1. Assess Boston Chicken’s business strategy. What are its critical success factors and risks?
Boston Chicken is a company to operate and franchise food service stores that sold meals featuring rotisserie-cooked chicken, fresh vegetables, salads, and other side dishes. Its concept is to combine fresh, flavorful, and appealing meals associated with traditional home cooking with a high level of convenience and value. Boston Chicken focused its expansion through franchising the company through large regional developers rather than selling store franchises to a large number of small franchisees. In that, an established network of 22 regional franchises that targeted their operations in the 60 largest U.S. metropolitan markets and in order to do so, the franchisee would have been an independent experienced businessman with vast financial resources and would be responsible for opening 50 – 100 stored in the region. Boston Chicken focused on widespread continuous expansion of its operations to become to developed across the board food chain.

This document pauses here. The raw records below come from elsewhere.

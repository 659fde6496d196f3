// Copyright 2024 OctoFHIR Team
//
// Licensed under the Apache License, Version 2.0 (the "License");
// you may not use this file except in compliance with the License.
// You may obtain a copy of the License at
//
//     http://www.apache.org/licenses/LICENSE-2.0
//
// Unless required by applicable law or agreed to in writing, software
// distributed under the License is distributed on an "AS IS" BASIS,
// WITHOUT WARRANTIES OR CONDITIONS OF ANY KIND, either express or implied.
// See the License for the specific language governing permissions and
// limitations under the License.

//! Registry of pure native functions callable from expressions

mod builtins;
mod function;

pub use function::{FunctionRegistry, FunctionSignature, NativeFunction};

The risks include: 1. Unfavorable company culture: the quality and service is no longer guaranteed. 2. High franchise fee: the franchisees struggled to survive, and the quality in those restaurants was suffered. 3. Large amount of stocks: the company’s stock is oversubscribed in the early year, and the company easily tripled the offer. 4. Rapid growth: such growth implies the need for cash and investment.

2. How is the company reporting on its performance and risks? What are the key assumptions behind these policies? Do you think that its accounting policies reflect the risks?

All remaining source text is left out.